Despite many reasons to like this Big Gay Adventures in Education, Branwen Bingle says it’s not love at first sight. There will be a second date, though
I wanted to love this book for a range of personal and professional reasons. In early 2016 I wrote a blog post for the Cambridge Primary Review Trust website questioning why LGBT people and their families still faced discrimination in schools post Equality Act 2010. Five years on, the scenarios are still all too familiar. LGBT+ people in the UK have often been let down by an education system that at best has not recognised their lived experience, and at worst has failed to protect them from discrimination and prejudice.
Big Gay Adventures in Education promises to celebrate the reality of LGBT+ people working in our schools, colleges and other education settings in a way still considered risky, particularly in the primary sector. As one contributor notes, too frequently the message for LGBT+ people is “Don’t mention it, don’t discuss it and certainly do not disclose your sexual orientation to anyone”.
I was an adult, a parent and a teacher-turned-academic before I really became aware, through my sister’s activism and advocacy for LGBT+ people, of what it means to grow up gay. I learned that coming out doesn’t happen once but every time you choose to disclose to a new acquaintance; I learned of the micro-aggressions and discrimination faced over things as innocuous as holding hands with a loved one; I learned of the lack of role models, the invisibility, the denial of rights and recognition.
I began to hear stories like the ones found throughout the chapters in Big Gay Adventures in Education. These are its strong suit. In its pages lies a crash course in what it’s like to be LGBT+ and live within a “stifling heteronormativity” that isn’t named until the final chapter, but is called out on every page.
The stories are loud and proud and deserve to be shared
As a teacher-educator I take seriously my responsibility as an ally to the LGBT+ community, to hear their stories and to contribute to an inclusive world where they can be their authentic selves. In the pages of Big Gay Adventures in Education, the stories are loud and proud and deserve to be shared. This is a book of hope, love and acceptance.
So I wanted to love this book for all these reasons and for all those given for its existence in Andrew Moffat’s foreword and editor Daniel Tomlinson-Gray’s first chapter. If you’re too young to have heard of Section 28, look it up and never forget! From its first pages to its last, this book is nothing if not a chronicle of its damaging legacy for school staff and students.
It took a while for me to warm to this book. This may be because of the order of the chapters. It was only when I got to chapter 6 (‘Permission’) that I really began to appreciate the content. The chapter is poignant: poor advice by well-meaning (if we’re being charitable) PGCE tutors and colleagues led to the author hiding in plain sight for years. Once their decision was made to hide no more, the headteacher’s response was sensitive and allowed the author the space to come out on their own terms. The reciprocity of respect that results is a lesson for every school community.

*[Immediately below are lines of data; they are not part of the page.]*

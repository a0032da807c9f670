// src/blocks/models.rs
use serde::Serialize;
use std::fmt;

/// Fallback line colour for dividers without a usable source colour.
pub const DEFAULT_DIVIDER_COLOR: &str = "#191c1f";

/// Largest image count any grid block can hold (the 3x2 grid).
pub const MAX_GRID_IMAGES: usize = 6;

/// A percentage of the source image's rendered box, always within `[0, 100]`.
#[derive(Debug, Clone, Copy, PartialEq, PartialOrd, Serialize)]
pub struct Percent(f64);

impl Percent {
    /// Builds a percentage, clamping into range. NaN collapses to zero.
    pub fn clamped(value: f64) -> Self {
        if value.is_nan() {
            return Percent(0.0);
        }
        Percent(value.clamp(0.0, 100.0))
    }

    /// Parses CSS-ish values such as `"25%"`, `" 12.5 % "` or `"40"`.
    pub fn parse(raw: &str) -> Option<Self> {
        let trimmed = raw.trim();
        let number = trimmed.strip_suffix('%').unwrap_or(trimmed).trim();
        number.parse::<f64>().ok().map(Percent::clamped)
    }

    pub fn value(self) -> f64 {
        self.0
    }
}

impl fmt::Display for Percent {
    fn fmt(&self, f: &mut fmt::Formatter<'_>) -> fmt::Result {
        write!(f, "{}%", self.0)
    }
}

/// A CSS colour value carried on divider blocks.
#[derive(Debug, Clone, PartialEq, Eq, Serialize)]
pub struct Color(String);

impl Color {
    pub fn new(raw: impl Into<String>) -> Self {
        Color(raw.into().trim().to_string())
    }

    pub fn as_str(&self) -> &str {
        &self.0
    }
}

impl Default for Color {
    fn default() -> Self {
        Color(DEFAULT_DIVIDER_COLOR.to_string())
    }
}

impl fmt::Display for Color {
    fn fmt(&self, f: &mut fmt::Formatter<'_>) -> fmt::Result {
        f.write_str(&self.0)
    }
}

#[derive(Debug, Clone, PartialEq, Eq, Serialize)]
pub struct Heading {
    pub level: u8,
    pub text: String,
    pub html: String,
}

#[derive(Debug, Clone, PartialEq, Eq, Serialize)]
pub struct Paragraph {
    pub text: String,
    pub html: String,
    /// Rendered as `<blockquote>` instead of `<p>`.
    pub blockquote: bool,
}

impl Paragraph {
    pub fn plain(text: impl Into<String>, html: impl Into<String>) -> Self {
        Paragraph { text: text.into(), html: html.into(), blockquote: false }
    }
}

#[derive(Debug, Clone, PartialEq, Eq, Serialize)]
pub struct ListBlock {
    pub ordered: bool,
    /// Inner markup of each `<li>`, inline formatting preserved.
    pub items: Vec<String>,
}

/// Legacy WordPress size class carried on `<img>` (`attachment-full`, `size-medium`, ...).
#[derive(Debug, Clone, Copy, PartialEq, Eq, Serialize)]
pub enum AttachmentHint {
    Full,
    Medium,
}

#[derive(Debug, Clone, PartialEq, Eq, Serialize)]
pub struct ImageRef {
    pub src: String,
    pub alt: String,
    pub caption: String,
    pub attachment: Option<AttachmentHint>,
    /// Product shot meant to blend into the page background.
    pub blend: bool,
}

impl ImageRef {
    pub fn new(src: impl Into<String>, alt: impl Into<String>) -> Self {
        ImageRef {
            src: src.into(),
            alt: alt.into(),
            caption: String::new(),
            attachment: None,
            blend: false,
        }
    }
}

#[derive(Debug, Clone, PartialEq, Eq, Hash, Serialize)]
pub struct LinkRef {
    pub href: String,
    pub text: String,
}

#[derive(Debug, Clone, PartialEq, Eq, Serialize)]
pub struct VideoRef {
    pub src: String,
    pub title: String,
}

#[derive(Debug, Clone, PartialEq, Serialize)]
pub struct HotspotItem {
    /// `None` until a destination is found; rendered as `#`.
    pub href: Option<String>,
    pub left: Percent,
    pub top: Percent,
    pub marker_label: String,
    pub tooltip_label: String,
}

impl HotspotItem {
    /// Text shown next to the numbered badge.
    pub fn label(&self) -> &str {
        if self.tooltip_label.is_empty() {
            &self.marker_label
        } else {
            &self.tooltip_label
        }
    }
}

#[derive(Debug, Clone, PartialEq, Serialize)]
pub struct HotspotGroup {
    pub image: ImageRef,
    pub items: Vec<HotspotItem>,
}

/// One piece of extracted article content.
#[derive(Debug, Clone, PartialEq, Serialize)]
#[serde(tag = "type", rename_all = "camelCase")]
pub enum ContentFragment {
    Heading(Heading),
    Paragraph(Paragraph),
    List(ListBlock),
    Image(ImageRef),
    Link(LinkRef),
    Video(VideoRef),
    Hotspot(HotspotGroup),
}

/// The closed block taxonomy.
#[derive(Debug, Clone, Copy, PartialEq, Eq, Hash, Serialize)]
#[serde(rename_all = "camelCase")]
pub enum BlockKind {
    FullWidth,
    OneUp,
    TwoUp,
    ThreeUp,
    FourUp,
    FiveUp,
    TwoByTwo,
    ThreeByTwo,
    Video,
    RichText,
    Hotspot,
    Divider,
    AuthorByline,
}

impl BlockKind {
    pub const ALL: [BlockKind; 13] = [
        BlockKind::FullWidth,
        BlockKind::OneUp,
        BlockKind::TwoUp,
        BlockKind::ThreeUp,
        BlockKind::FourUp,
        BlockKind::FiveUp,
        BlockKind::TwoByTwo,
        BlockKind::ThreeByTwo,
        BlockKind::Video,
        BlockKind::RichText,
        BlockKind::Hotspot,
        BlockKind::Divider,
        BlockKind::AuthorByline,
    ];

    /// BEM block name used as the class prefix of every rendered element.
    pub fn prefix(self) -> &'static str {
        match self {
            BlockKind::FullWidth => "blog__full-width",
            BlockKind::OneUp => "blog__one-up",
            BlockKind::TwoUp => "blog__two-up",
            BlockKind::ThreeUp => "blog__three-up",
            BlockKind::FourUp => "blog__four-up",
            BlockKind::FiveUp => "blog__five-up",
            BlockKind::TwoByTwo => "blog__two-by-two",
            BlockKind::ThreeByTwo => "blog__three-by-two",
            BlockKind::Video => "blog__video",
            BlockKind::RichText => "blog__rich-text",
            BlockKind::Hotspot => "blog__hotspot",
            BlockKind::Divider => "blog__divider",
            BlockKind::AuthorByline => "blog__author-byline",
        }
    }

    pub fn from_prefix(prefix: &str) -> Option<Self> {
        BlockKind::ALL.into_iter().find(|kind| kind.prefix() == prefix)
    }

    pub fn label(self) -> &'static str {
        match self {
            BlockKind::FullWidth => "Full Width",
            BlockKind::OneUp => "1-Up",
            BlockKind::TwoUp => "2-Up",
            BlockKind::ThreeUp => "3-Up",
            BlockKind::FourUp => "4-Up",
            BlockKind::FiveUp => "5-Up",
            BlockKind::TwoByTwo => "2 x 2",
            BlockKind::ThreeByTwo => "3 x 2",
            BlockKind::Video => "Video",
            BlockKind::RichText => "Rich Text",
            BlockKind::Hotspot => "Hotspot",
            BlockKind::Divider => "Divider",
            BlockKind::AuthorByline => "Author Byline",
        }
    }
}

impl fmt::Display for BlockKind {
    fn fmt(&self, f: &mut fmt::Formatter<'_>) -> fmt::Result {
        f.write_str(self.label())
    }
}

/// Snapshot of accumulated content, the payload of a finished block.
#[derive(Debug, Clone, Default, PartialEq, Serialize)]
pub struct BlockContent {
    /// Section title, rendered as the block heading.
    pub heading: Option<Heading>,
    /// Paragraphs, lists and sub-headings in document order.
    pub body: Vec<ContentFragment>,
    pub images: Vec<ImageRef>,
    pub links: Vec<LinkRef>,
    pub videos: Vec<VideoRef>,
    pub hotspots: Vec<HotspotGroup>,
}

impl BlockContent {
    pub fn is_empty(&self) -> bool {
        self.heading.is_none()
            && self.body.is_empty()
            && self.images.is_empty()
            && self.links.is_empty()
            && self.videos.is_empty()
            && self.hotspots.is_empty()
    }

    /// Routes a fragment into the matching collection. A heading becomes the
    /// section title only while no title or body text exists yet, so it can
    /// never render above text that preceded it.
    pub fn push(&mut self, fragment: ContentFragment) {
        match fragment {
            ContentFragment::Heading(heading) => {
                if self.heading.is_none() && self.body.is_empty() {
                    self.heading = Some(heading);
                } else {
                    self.push_subheading(heading);
                }
            }
            ContentFragment::Paragraph(_) | ContentFragment::List(_) => self.body.push(fragment),
            ContentFragment::Image(image) => self.images.push(image),
            ContentFragment::Link(link) => self.links.push(link),
            ContentFragment::Video(video) => self.videos.push(video),
            ContentFragment::Hotspot(group) => self.hotspots.push(group),
        }
    }

    /// Appends a heading to the body, in document order.
    pub fn push_subheading(&mut self, heading: Heading) {
        self.body.push(ContentFragment::Heading(heading));
    }

    pub fn paragraph_count(&self) -> usize {
        self.body
            .iter()
            .filter(|f| matches!(f, ContentFragment::Paragraph(_)))
            .count()
    }

    pub fn lists(&self) -> impl Iterator<Item = &ListBlock> {
        self.body.iter().filter_map(|f| match f {
            ContentFragment::List(list) => Some(list),
            _ => None,
        })
    }

    pub fn has_heading(&self) -> bool {
        self.heading.is_some() || self.body.iter().any(|f| matches!(f, ContentFragment::Heading(_)))
    }

    /// Paragraphs or lists present.
    pub fn has_body(&self) -> bool {
        self.body
            .iter()
            .any(|f| matches!(f, ContentFragment::Paragraph(_) | ContentFragment::List(_)))
    }

    /// Removes the first body list equal to `list`. Returns whether one was found.
    pub fn remove_list(&mut self, list: &ListBlock) -> bool {
        let position = self
            .body
            .iter()
            .position(|f| matches!(f, ContentFragment::List(l) if l == list));
        match position {
            Some(index) => {
                self.body.remove(index);
                true
            }
            None => false,
        }
    }
}

/// One classified, renderable unit of article content.
#[derive(Debug, Clone, PartialEq, Serialize)]
pub struct Block {
    pub kind: BlockKind,
    pub content: BlockContent,
    /// Column count inferred from the source layout, 0 when unknown.
    pub column_hint: u8,
    #[serde(skip_serializing_if = "Option::is_none")]
    pub divider_color: Option<Color>,
}

impl Block {
    pub fn new(kind: BlockKind, content: BlockContent) -> Self {
        Block { kind, content, column_hint: 0, divider_color: None }
    }

    pub fn divider(color: Option<Color>) -> Self {
        Block {
            kind: BlockKind::Divider,
            content: BlockContent::default(),
            column_hint: 0,
            divider_color: Some(color.unwrap_or_default()),
        }
    }

    /// Byline block; each line becomes a paragraph (name first, then titles).
    pub fn author_byline(lines: Vec<String>) -> Self {
        let mut content = BlockContent::default();
        for line in lines {
            content.push(ContentFragment::Paragraph(Paragraph::plain(line.clone(), line)));
        }
        Block::new(BlockKind::AuthorByline, content)
    }
}

#[cfg(test)]
mod tests {
    use super::*;

    #[test]
    fn percent_parses_and_clamps() {
        assert_eq!(Percent::parse("25%").unwrap().value(), 25.0);
        assert_eq!(Percent::parse(" 12.5 % ").unwrap().value(), 12.5);
        assert_eq!(Percent::parse("140%").unwrap().value(), 100.0);
        assert_eq!(Percent::parse("-3%").unwrap().value(), 0.0);
        assert!(Percent::parse("left").is_none());
        assert_eq!(Percent::clamped(f64::NAN).value(), 0.0);
        assert_eq!(Percent::clamped(33.5).to_string(), "33.5%");
        assert_eq!(Percent::clamped(40.0).to_string(), "40%");
    }

    #[test]
    fn prefixes_round_trip() {
        for kind in BlockKind::ALL {
            assert_eq!(BlockKind::from_prefix(kind.prefix()), Some(kind));
        }
        assert_eq!(BlockKind::from_prefix("blog__unknown"), None);
    }

    #[test]
    fn push_routes_first_heading_to_title() {
        let mut content = BlockContent::default();
        let heading = |level: u8, text: &str| Heading { level, text: text.into(), html: text.into() };
        content.push(ContentFragment::Heading(heading(2, "Title")));
        content.push(ContentFragment::Paragraph(Paragraph::plain("Body", "Body")));
        content.push(ContentFragment::Heading(heading(3, "Sub")));

        assert_eq!(content.heading.as_ref().unwrap().text, "Title");
        assert_eq!(content.body.len(), 2);
        assert!(content.has_heading());
        assert!(content.has_body());
        assert_eq!(content.paragraph_count(), 1);
    }

    #[test]
    fn heading_after_body_text_stays_in_place() {
        let mut content = BlockContent::default();
        let heading = |text: &str| Heading { level: 3, text: text.into(), html: text.into() };
        content.push(ContentFragment::Paragraph(Paragraph::plain("One", "One")));
        content.push(ContentFragment::Heading(heading("Late")));
        content.push_subheading(heading("Sub"));

        assert!(content.heading.is_none());
        assert!(matches!(&content.body[1], ContentFragment::Heading(h) if h.text == "Late"));
        assert!(matches!(&content.body[2], ContentFragment::Heading(h) if h.text == "Sub"));
        assert!(content.has_heading());
    }

    #[test]
    fn remove_list_only_removes_matching_list() {
        let mut content = BlockContent::default();
        let list = ListBlock { ordered: true, items: vec!["a".into()] };
        let other = ListBlock { ordered: false, items: vec!["b".into()] };
        content.push(ContentFragment::List(other.clone()));
        content.push(ContentFragment::List(list.clone()));

        assert!(content.remove_list(&list));
        assert!(!content.remove_list(&list));
        assert_eq!(content.lists().next(), Some(&other));
    }

    #[test]
    fn divider_defaults_colour() {
        let block = Block::divider(None);
        assert_eq!(block.divider_color.unwrap().as_str(), DEFAULT_DIVIDER_COLOR);
        assert!(block.content.is_empty());
    }
}
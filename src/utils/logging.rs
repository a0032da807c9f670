// src/utils/logging.rs
use tracing_subscriber::{fmt, EnvFilter};

/// Sets up the logging framework using tracing_subscriber.
/// Reads log level filters from the `RUST_LOG` environment variable.
/// Defaults to "info", or to debug output for this crate when `verbose` is set.
pub fn setup_logging(verbose: bool) {
    let default_filter = if verbose { "info,blog_migrator=debug" } else { "info" };
    let filter = EnvFilter::try_from_default_env()
        .unwrap_or_else(|_| EnvFilter::new(default_filter));

    fmt()
        .with_env_filter(filter)
        .with_target(verbose)
        .init();

    tracing::debug!("Logging setup complete.");
}
// src/extractors/mod.rs
pub mod accumulator;
pub mod article;
pub mod canonical;
pub mod headings;
pub mod hotspots;
pub mod primitives;
pub mod segmenter;
pub mod spatial;

// Re-export the entry points for convenience
pub use article::{process_article, ArticleRecord};
pub use segmenter::{segment_element, segment_html};
pub use spatial::{select_block, AttributeGeometry, GeometryProvider, Rect};
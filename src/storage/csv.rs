// src/storage/csv.rs

// Matrixify blog-post import format.

use crate::extractors::article::ArticleRecord;
use url::Url;

pub const DEFAULT_CSV_FILENAME: &str = "blog-migration.csv";
const MERGE: &str = "MERGE";

pub const MATRIXIFY_HEADERS: [&str; 20] = [
    "ID",
    "Handle",
    "Command",
    "Title",
    "Author",
    "Body HTML",
    "Summary HTML",
    "Tags",
    "Tags Command",
    "Created At",
    "Updated At",
    "Published",
    "Published At",
    "Image Src",
    "Image Width",
    "Image Height",
    "Image Alt Text",
    "Blog: ID",
    "Blog: Handle",
    "Blog: Commentable",
];

/// Quotes values containing separators, quotes or line breaks; doubles inner quotes.
pub fn escape_csv_value(value: &str) -> String {
    if value.contains([',', '"', '\n', '\r']) {
        format!("\"{}\"", value.replace('"', "\"\""))
    } else {
        value.to_string()
    }
}

/// Last path segment of a post URL: `https://blog.example.com/2024/01/my-post/` -> `my-post`.
pub fn url_to_handle(url: &str) -> String {
    Url::parse(url)
        .ok()
        .and_then(|u| {
            u.path()
                .trim_end_matches('/')
                .rsplit('/')
                .next()
                .map(str::to_string)
        })
        .unwrap_or_default()
}

fn csv_row(record: &ArticleRecord) -> String {
    let tags = record.tags.join(", ");
    let published = if record.html.is_empty() { "false" } else { "true" };
    let handle = url_to_handle(&record.url);

    let fields: [&str; 20] = [
        "",
        &handle,
        MERGE,
        &record.title,
        &record.author,
        &record.html,
        &record.summary,
        &tags,
        MERGE,
        &record.published_at,
        "",
        published,
        &record.published_at,
        &record.image_src,
        "",
        "",
        &record.image_alt,
        "",
        "",
        "",
    ];
    fields.iter().map(|f| escape_csv_value(f)).collect::<Vec<_>>().join(",")
}

/// Header line plus one row per article, newline-separated.
pub fn generate_csv(records: &[ArticleRecord]) -> String {
    std::iter::once(MATRIXIFY_HEADERS.join(","))
        .chain(records.iter().map(csv_row))
        .collect::<Vec<_>>()
        .join("\n")
}

#[cfg(test)]
mod tests {
    use super::*;

    #[test]
    fn escaping() {
        assert_eq!(escape_csv_value("plain"), "plain");
        assert_eq!(escape_csv_value("a,b"), "\"a,b\"");
        assert_eq!(escape_csv_value("say \"hi\""), "\"say \"\"hi\"\"\"");
        assert_eq!(escape_csv_value("line\nbreak"), "\"line\nbreak\"");
        assert_eq!(escape_csv_value(""), "");
    }

    #[test]
    fn handles_from_urls() {
        assert_eq!(url_to_handle("https://blog.example.com/2024/01/my-post/"), "my-post");
        assert_eq!(url_to_handle("https://blog.example.com/my-post"), "my-post");
        assert_eq!(url_to_handle("https://blog.example.com/"), "");
        assert_eq!(url_to_handle("not a url"), "");
    }

    #[test]
    fn rows_follow_header_layout() {
        let mut record = ArticleRecord::failed("https://blog.example.com/ten-bags/", "x");
        record.error = None;
        record.title = "Ten Bags, Ranked".into();
        record.tags = vec!["Bags".into(), "Icons".into()];
        record.html = "<section class=\"blog__rich-text\">\n</section>".into();
        record.published_at = "2023-04-05".into();

        let csv = generate_csv(&[record]);
        let mut lines = csv.splitn(2, '\n');
        assert_eq!(lines.next().unwrap().split(',').count(), MATRIXIFY_HEADERS.len());
        let row = lines.next().unwrap();
        assert!(row.starts_with(",ten-bags,MERGE,\"Ten Bags, Ranked\",,"));
        assert!(row.contains(",\"Bags, Icons\",MERGE,2023-04-05,,true,2023-04-05,"));
        assert!(row.contains("\"<section class=\"\"blog__rich-text\"\">\n</section>\""));
    }

    #[test]
    fn unpublished_without_html() {
        let record = ArticleRecord::failed("https://blog.example.com/a/", "boom");
        let csv = generate_csv(&[record]);
        assert!(csv.lines().nth(1).unwrap().contains(",false,"));
        assert_eq!(generate_csv(&[]), MATRIXIFY_HEADERS.join(","));
    }
}
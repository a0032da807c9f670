// src/extractors/hotspots.rs
use crate::blocks::models::{HotspotGroup, HotspotItem, LinkRef, Percent};
use crate::extractors::primitives::{
    class_attr, clean_text, first_image, list_links, parse_style, tag_name,
};
use once_cell::sync::Lazy;
use regex::Regex;
use scraper::{ElementRef, Selector};

/// How many sibling rows on each side are searched for a link list.
pub const LIST_SEARCH_WINDOW: usize = 2;

static HOTSPOT_CLASS_RE: Lazy<Regex> =
    Lazy::new(|| Regex::new(r"(?i)hot[_-]?spot").expect("Failed to compile HOTSPOT_CLASS_RE"));

// Nested wrappers and tooltip parts that carry the hotspot word but are not markers.
static HOTSPOT_PART_RE: Lazy<Regex> = Lazy::new(|| {
    Regex::new(r"(?i)hot[_-]?spots?[_-]?(?:container|wrapper|content|inner|tooltip|image|img|title|text|label|marker|pin|icon)")
        .expect("Failed to compile HOTSPOT_PART_RE")
});

static MARKER_PART_RE: Lazy<Regex> =
    Lazy::new(|| Regex::new(r"(?i)marker|pin|number|icon|dot").expect("Failed to compile MARKER_PART_RE"));

static TOOLTIP_PART_RE: Lazy<Regex> = Lazy::new(|| {
    Regex::new(r"(?i)content|tooltip|title|label|text").expect("Failed to compile TOOLTIP_PART_RE")
});

static ALL_ELEMENTS: Lazy<Selector> =
    Lazy::new(|| Selector::parse("*").expect("Failed to compile ALL_ELEMENTS"));

static ORDERED_LIST_SELECTOR: Lazy<Selector> =
    Lazy::new(|| Selector::parse("ol").expect("Failed to compile ORDERED_LIST_SELECTOR"));

static ANCHOR_SELECTOR: Lazy<Selector> =
    Lazy::new(|| Selector::parse("a[href]").expect("Failed to compile ANCHOR_SELECTOR"));

fn percent_position(el: &ElementRef<'_>) -> Option<(Percent, Percent)> {
    let style = el.value().attr("style")?;
    let declarations = parse_style(style);
    let read = |name: &str| {
        declarations
            .iter()
            .find(|(prop, value)| prop == name && value.trim_end().ends_with('%'))
            .and_then(|(_, value)| Percent::parse(value))
    };
    Some((read("left")?, read("top")?))
}

/// A marker carries explicit left/top percentages and a hotspot-item class,
/// but not the class of a nested container or tooltip part.
pub fn is_hotspot_marker(el: &ElementRef<'_>) -> bool {
    let class = class_attr(el);
    HOTSPOT_CLASS_RE.is_match(class)
        && !HOTSPOT_PART_RE.is_match(class)
        && percent_position(el).is_some()
}

fn part_text(marker: &ElementRef<'_>, pattern: &Regex) -> Option<String> {
    marker
        .descendants()
        .skip(1)
        .filter_map(ElementRef::wrap)
        .find(|el| pattern.is_match(class_attr(el)))
        .map(|el| clean_text(&el))
        .filter(|text| !text.is_empty())
}

fn marker_href(marker: &ElementRef<'_>) -> Option<String> {
    let own = if tag_name(marker) == "a" { marker.value().attr("href") } else { None };
    own.or_else(|| marker.value().attr("data-href"))
        .or_else(|| marker.value().attr("data-link"))
        .map(str::to_string)
        .or_else(|| {
            marker
                .select(&ANCHOR_SELECTOR)
                .find_map(|a| a.value().attr("href").map(str::to_string))
        })
        .map(|href| href.trim().to_string())
        .filter(|href| !href.is_empty() && href != "#")
}

/// Positioned markers under `container`, in document order.
pub fn hotspot_markers(container: &ElementRef<'_>) -> Vec<HotspotItem> {
    container
        .select(&ALL_ELEMENTS)
        .filter(is_hotspot_marker)
        .filter_map(|marker| {
            let (left, top) = percent_position(&marker)?;
            let marker_label = part_text(&marker, &MARKER_PART_RE).unwrap_or_default();
            let tooltip_label = part_text(&marker, &TOOLTIP_PART_RE)
                .or_else(|| marker.value().attr("data-title").map(str::to_string))
                .or_else(|| marker.value().attr("title").map(str::to_string))
                .unwrap_or_default();
            Some(HotspotItem {
                href: marker_href(&marker),
                left,
                top,
                marker_label,
                tooltip_label: tooltip_label.trim().to_string(),
            })
        })
        .collect()
}

/// An element with the hotspot class family that holds an image and at
/// least one positioned marker, without being a marker itself.
pub fn is_hotspot_container(el: &ElementRef<'_>) -> bool {
    HOTSPOT_CLASS_RE.is_match(class_attr(el))
        && !is_hotspot_marker(el)
        && first_image(el).is_some()
        && el.select(&ALL_ELEMENTS).any(|child| is_hotspot_marker(&child))
}

pub fn find_hotspot_container<'a>(el: &ElementRef<'a>) -> Option<ElementRef<'a>> {
    if is_hotspot_container(el) {
        return Some(*el);
    }
    el.select(&ALL_ELEMENTS).find(|child| is_hotspot_container(child))
}

/// Image plus markers of a container, `None` without an image.
pub fn hotspot_group(container: &ElementRef<'_>) -> Option<HotspotGroup> {
    let image = first_image(container)?;
    let items = hotspot_markers(container);
    if items.is_empty() {
        return None;
    }
    Some(HotspotGroup { image, items })
}

/// Zips list links onto items strictly by index. Returns the number of
/// items that received a destination.
pub fn associate_links(items: &mut [HotspotItem], links: &[LinkRef]) -> usize {
    let mut assigned = 0;
    for (item, link) in items.iter_mut().zip(links) {
        item.href = Some(link.href.clone());
        if item.tooltip_label.is_empty() {
            item.tooltip_label = link.text.clone();
        }
        assigned += 1;
    }
    assigned
}

pub fn needs_links(group: &HotspotGroup) -> bool {
    group.items.iter().any(|item| item.href.is_none())
}

/// The link-bearing ordered list in `el`, if any.
pub fn ordered_link_list<'a>(el: &ElementRef<'a>) -> Option<ElementRef<'a>> {
    let has_links = |list: &ElementRef<'a>| !list_links(list).is_empty();
    if tag_name(el) == "ol" {
        return Some(*el).filter(has_links);
    }
    el.select(&ORDERED_LIST_SELECTOR)
        .filter(|list| !list.ancestors().filter_map(ElementRef::wrap).any(|a| is_hotspot_container(&a)))
        .find(has_links)
}

/// Nearest link list among the siblings of `siblings[index]`, searching
/// backward first, then forward, within [`LIST_SEARCH_WINDOW`].
pub fn nearest_link_list<'a>(
    siblings: &[ElementRef<'a>],
    index: usize,
) -> Option<(usize, ElementRef<'a>)> {
    let backward = (1..=LIST_SEARCH_WINDOW)
        .filter_map(|distance| index.checked_sub(distance));
    let forward = (1..=LIST_SEARCH_WINDOW)
        .map(|distance| index + distance)
        .filter(|&i| i < siblings.len());

    backward
        .chain(forward)
        .find_map(|i| ordered_link_list(&siblings[i]).map(|list| (i, list)))
}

Sadly, the skill of the contributors in ‘hooking’ the reader varied. The stories themselves stand as testament to each contributor’s experience, but it is not always clear who the intended audience is. For those seeking advice as to how they might be used in practice, the “Big Gay Notes from the Editor” that follow each chapter do help. These are not necessarily instructions, but offer some assistance in drawing upon the text to create more inclusive education environments.
I didn’t love this book, but I liked it enough to want to see it again. I think over time we’ll be friends. I’m already making plans to introduce it to my students. I hope they’ll appreciate it the way I do, and maybe help me discover more of its strengths.